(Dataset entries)
::::::::::

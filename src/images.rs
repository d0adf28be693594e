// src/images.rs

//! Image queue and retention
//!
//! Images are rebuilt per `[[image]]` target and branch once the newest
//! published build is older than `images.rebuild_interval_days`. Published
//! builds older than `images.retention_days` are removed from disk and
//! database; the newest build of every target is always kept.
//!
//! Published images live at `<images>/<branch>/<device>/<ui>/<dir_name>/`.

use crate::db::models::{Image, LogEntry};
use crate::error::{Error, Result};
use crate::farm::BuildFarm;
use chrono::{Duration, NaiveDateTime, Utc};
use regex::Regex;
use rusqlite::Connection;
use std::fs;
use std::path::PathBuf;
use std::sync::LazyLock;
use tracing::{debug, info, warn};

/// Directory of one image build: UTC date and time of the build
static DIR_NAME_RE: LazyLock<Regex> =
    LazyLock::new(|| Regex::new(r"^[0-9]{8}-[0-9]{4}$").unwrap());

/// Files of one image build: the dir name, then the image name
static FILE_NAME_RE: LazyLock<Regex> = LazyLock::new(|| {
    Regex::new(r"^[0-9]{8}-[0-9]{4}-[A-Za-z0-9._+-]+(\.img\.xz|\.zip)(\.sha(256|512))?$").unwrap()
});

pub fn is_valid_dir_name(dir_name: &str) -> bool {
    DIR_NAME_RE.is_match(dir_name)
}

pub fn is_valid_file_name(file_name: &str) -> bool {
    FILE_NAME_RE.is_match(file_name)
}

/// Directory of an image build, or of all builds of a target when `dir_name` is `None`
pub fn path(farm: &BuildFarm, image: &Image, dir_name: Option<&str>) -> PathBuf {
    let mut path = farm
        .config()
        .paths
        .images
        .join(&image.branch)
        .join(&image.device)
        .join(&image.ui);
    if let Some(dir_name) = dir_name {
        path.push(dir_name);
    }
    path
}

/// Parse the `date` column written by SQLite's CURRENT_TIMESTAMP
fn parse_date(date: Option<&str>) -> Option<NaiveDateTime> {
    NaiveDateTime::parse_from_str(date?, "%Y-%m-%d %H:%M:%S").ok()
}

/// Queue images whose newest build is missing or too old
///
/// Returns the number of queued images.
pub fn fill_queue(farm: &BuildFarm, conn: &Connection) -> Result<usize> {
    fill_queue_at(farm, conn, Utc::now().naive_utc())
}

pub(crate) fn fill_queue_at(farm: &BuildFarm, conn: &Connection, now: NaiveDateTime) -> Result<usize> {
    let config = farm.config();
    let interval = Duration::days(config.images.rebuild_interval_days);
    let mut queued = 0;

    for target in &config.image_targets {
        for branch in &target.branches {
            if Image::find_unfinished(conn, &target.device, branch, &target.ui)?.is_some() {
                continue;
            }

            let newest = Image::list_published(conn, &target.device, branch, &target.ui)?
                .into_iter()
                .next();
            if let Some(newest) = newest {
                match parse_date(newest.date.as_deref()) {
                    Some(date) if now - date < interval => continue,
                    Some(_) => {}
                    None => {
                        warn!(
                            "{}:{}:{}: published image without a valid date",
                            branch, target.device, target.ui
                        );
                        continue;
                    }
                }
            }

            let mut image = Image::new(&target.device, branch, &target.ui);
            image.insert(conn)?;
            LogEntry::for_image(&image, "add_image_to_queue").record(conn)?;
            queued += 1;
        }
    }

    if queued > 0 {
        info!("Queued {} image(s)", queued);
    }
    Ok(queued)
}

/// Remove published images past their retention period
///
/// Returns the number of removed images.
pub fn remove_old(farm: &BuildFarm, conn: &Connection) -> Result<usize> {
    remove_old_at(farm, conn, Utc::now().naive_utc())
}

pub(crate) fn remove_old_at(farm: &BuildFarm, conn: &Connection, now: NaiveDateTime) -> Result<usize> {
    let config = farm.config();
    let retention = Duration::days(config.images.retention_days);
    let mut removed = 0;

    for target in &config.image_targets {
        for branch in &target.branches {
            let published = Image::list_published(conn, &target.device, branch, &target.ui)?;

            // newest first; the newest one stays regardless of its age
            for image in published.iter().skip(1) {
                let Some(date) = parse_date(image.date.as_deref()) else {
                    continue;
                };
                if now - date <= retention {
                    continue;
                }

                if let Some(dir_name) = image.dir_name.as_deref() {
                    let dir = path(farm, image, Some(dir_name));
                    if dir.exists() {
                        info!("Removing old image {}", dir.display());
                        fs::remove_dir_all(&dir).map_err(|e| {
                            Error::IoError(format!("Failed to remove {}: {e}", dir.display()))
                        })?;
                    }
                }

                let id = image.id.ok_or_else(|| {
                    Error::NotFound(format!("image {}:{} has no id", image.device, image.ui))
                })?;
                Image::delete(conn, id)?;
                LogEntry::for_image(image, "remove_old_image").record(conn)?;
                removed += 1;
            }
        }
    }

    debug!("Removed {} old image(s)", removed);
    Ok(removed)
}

::::::::::

_Task requirements_
Look for the string "Connection" in the data above and return every line that has it.

_Reply to the task_
use rusqlite::Connection;
pub fn fill_queue(farm: &BuildFarm, conn: &Connection) -> Result<usize> {
pub(crate) fn fill_queue_at(farm: &BuildFarm, conn: &Connection, now: NaiveDateTime) -> Result<usize> {
pub fn remove_old(farm: &BuildFarm, conn: &Connection) -> Result<usize> {
pub(crate) fn remove_old_at(farm: &BuildFarm, conn: &Connection, now: NaiveDateTime) -> Result<usize> {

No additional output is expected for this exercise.